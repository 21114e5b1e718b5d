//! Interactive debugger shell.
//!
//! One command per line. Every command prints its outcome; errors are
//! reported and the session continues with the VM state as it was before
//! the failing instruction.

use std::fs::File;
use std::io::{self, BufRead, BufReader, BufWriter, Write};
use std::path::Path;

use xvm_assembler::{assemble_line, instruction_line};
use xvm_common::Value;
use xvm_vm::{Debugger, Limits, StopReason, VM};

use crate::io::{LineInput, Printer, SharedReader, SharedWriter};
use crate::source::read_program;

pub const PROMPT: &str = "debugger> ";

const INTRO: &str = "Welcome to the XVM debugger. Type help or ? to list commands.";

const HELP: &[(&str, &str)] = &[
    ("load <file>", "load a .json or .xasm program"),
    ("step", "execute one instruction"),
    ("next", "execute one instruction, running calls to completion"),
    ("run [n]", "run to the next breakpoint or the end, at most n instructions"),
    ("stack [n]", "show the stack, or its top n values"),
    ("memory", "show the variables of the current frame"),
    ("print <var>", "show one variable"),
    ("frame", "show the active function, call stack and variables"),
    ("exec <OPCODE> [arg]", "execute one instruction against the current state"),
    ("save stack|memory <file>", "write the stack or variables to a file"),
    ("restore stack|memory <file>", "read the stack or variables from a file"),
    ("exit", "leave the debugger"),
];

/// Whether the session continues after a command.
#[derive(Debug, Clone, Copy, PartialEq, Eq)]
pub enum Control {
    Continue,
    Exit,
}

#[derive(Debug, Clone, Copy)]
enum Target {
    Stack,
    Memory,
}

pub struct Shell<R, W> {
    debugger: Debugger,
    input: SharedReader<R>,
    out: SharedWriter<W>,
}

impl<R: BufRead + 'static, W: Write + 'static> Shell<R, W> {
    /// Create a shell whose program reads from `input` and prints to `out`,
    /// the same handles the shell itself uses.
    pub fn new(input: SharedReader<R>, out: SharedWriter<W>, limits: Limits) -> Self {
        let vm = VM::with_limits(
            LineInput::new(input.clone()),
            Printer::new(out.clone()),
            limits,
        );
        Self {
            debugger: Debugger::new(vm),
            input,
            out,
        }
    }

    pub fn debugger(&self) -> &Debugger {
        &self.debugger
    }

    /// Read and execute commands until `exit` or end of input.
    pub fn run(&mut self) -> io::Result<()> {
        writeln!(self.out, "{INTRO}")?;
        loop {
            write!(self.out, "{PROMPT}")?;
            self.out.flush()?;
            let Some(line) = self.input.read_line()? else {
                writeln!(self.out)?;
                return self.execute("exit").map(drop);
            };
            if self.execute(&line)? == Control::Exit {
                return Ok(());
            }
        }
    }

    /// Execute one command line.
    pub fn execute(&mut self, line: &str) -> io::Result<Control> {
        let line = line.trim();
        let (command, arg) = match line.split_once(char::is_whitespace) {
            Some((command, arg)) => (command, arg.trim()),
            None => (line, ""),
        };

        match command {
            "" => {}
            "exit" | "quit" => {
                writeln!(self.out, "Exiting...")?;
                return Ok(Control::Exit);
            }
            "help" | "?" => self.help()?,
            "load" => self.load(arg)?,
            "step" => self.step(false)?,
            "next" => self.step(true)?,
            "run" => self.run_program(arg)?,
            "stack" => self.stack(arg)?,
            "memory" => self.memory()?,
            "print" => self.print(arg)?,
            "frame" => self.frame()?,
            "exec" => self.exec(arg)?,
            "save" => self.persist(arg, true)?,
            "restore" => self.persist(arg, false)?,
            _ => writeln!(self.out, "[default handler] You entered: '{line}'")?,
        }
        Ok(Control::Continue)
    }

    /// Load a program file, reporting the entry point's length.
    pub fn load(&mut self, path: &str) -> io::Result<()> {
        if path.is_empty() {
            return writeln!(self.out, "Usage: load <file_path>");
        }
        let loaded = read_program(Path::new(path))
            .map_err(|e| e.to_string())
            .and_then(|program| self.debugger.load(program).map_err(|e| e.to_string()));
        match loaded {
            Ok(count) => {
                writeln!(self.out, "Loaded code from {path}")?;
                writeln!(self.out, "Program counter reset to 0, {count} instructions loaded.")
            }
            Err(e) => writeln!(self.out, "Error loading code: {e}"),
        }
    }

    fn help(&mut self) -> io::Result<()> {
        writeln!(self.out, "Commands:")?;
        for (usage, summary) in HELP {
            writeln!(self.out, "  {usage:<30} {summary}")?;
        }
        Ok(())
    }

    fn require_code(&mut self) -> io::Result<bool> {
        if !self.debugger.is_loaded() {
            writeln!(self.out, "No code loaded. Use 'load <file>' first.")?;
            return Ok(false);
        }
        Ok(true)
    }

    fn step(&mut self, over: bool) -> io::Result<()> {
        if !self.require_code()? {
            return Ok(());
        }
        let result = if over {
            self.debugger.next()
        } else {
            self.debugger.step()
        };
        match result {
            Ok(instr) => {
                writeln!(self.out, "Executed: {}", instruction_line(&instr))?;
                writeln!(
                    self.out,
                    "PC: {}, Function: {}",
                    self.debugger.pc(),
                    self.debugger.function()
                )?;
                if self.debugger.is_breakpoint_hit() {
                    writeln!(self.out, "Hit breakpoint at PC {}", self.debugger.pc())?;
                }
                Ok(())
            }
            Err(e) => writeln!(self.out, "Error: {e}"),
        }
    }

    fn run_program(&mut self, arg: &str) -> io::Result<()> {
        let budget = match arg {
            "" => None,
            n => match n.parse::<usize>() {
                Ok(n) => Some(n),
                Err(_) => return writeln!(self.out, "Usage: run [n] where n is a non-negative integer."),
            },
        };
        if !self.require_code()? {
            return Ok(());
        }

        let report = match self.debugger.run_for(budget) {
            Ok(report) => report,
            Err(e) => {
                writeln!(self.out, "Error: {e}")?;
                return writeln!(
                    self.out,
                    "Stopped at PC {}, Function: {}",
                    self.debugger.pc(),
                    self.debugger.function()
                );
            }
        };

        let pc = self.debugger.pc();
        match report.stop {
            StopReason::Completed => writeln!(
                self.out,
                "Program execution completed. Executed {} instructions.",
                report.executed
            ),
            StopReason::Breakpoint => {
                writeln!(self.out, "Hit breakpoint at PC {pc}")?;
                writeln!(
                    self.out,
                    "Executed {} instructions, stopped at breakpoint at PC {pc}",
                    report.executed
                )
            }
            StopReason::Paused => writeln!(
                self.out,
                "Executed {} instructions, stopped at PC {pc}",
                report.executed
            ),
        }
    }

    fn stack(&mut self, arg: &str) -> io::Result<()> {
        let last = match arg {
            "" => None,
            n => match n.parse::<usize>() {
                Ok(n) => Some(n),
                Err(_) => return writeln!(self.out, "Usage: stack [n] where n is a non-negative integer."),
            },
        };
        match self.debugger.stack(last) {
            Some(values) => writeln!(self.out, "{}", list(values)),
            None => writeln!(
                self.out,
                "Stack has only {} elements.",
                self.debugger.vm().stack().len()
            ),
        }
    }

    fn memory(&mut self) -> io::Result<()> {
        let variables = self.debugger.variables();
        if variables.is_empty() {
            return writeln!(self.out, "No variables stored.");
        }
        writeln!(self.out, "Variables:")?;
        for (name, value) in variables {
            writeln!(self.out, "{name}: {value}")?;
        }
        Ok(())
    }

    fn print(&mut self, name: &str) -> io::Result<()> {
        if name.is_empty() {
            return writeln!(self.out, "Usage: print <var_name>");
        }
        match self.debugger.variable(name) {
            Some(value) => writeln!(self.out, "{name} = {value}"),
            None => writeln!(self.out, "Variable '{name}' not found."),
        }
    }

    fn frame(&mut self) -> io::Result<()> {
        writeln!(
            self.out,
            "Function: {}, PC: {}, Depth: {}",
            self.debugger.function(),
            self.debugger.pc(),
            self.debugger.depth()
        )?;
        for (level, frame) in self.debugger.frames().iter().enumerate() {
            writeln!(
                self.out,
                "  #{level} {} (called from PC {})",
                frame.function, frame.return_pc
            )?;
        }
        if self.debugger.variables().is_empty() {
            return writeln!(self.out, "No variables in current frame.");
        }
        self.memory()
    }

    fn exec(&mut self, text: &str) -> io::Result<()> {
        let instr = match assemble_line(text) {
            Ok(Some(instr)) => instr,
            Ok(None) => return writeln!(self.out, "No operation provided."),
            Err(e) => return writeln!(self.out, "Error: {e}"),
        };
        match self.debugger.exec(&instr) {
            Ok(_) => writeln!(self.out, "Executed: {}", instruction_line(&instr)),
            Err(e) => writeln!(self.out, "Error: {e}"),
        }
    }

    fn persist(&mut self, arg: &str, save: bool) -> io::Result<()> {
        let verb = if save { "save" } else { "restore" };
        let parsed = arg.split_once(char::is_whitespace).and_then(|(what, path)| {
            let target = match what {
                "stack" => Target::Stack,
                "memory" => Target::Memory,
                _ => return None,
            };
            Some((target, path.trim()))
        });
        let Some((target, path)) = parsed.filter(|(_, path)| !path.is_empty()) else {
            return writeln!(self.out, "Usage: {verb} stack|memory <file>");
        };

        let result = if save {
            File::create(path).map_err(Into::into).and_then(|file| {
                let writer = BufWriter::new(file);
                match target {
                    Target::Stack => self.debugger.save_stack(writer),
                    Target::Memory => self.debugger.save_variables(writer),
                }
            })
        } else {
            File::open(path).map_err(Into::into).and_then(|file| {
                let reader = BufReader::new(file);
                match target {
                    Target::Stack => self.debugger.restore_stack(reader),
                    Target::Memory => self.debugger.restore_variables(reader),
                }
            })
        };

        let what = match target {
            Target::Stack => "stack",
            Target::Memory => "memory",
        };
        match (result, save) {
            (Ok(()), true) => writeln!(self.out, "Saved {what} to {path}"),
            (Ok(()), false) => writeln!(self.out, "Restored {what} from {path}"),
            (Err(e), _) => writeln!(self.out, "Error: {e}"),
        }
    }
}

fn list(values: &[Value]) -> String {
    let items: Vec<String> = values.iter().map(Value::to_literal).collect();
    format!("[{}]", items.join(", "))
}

======

**Work item**.
Pick each line holding "what" out of the entries above and return it.

**Solution**.
        let parsed = arg.split_once(char::is_whitespace).and_then(|(what, path)| {
            let target = match what {
        let what = match target {
            (Ok(()), true) => writeln!(self.out, "Saved {what} to {path}"),
            (Ok(()), false) => writeln!(self.out, "Restored {what} from {path}"),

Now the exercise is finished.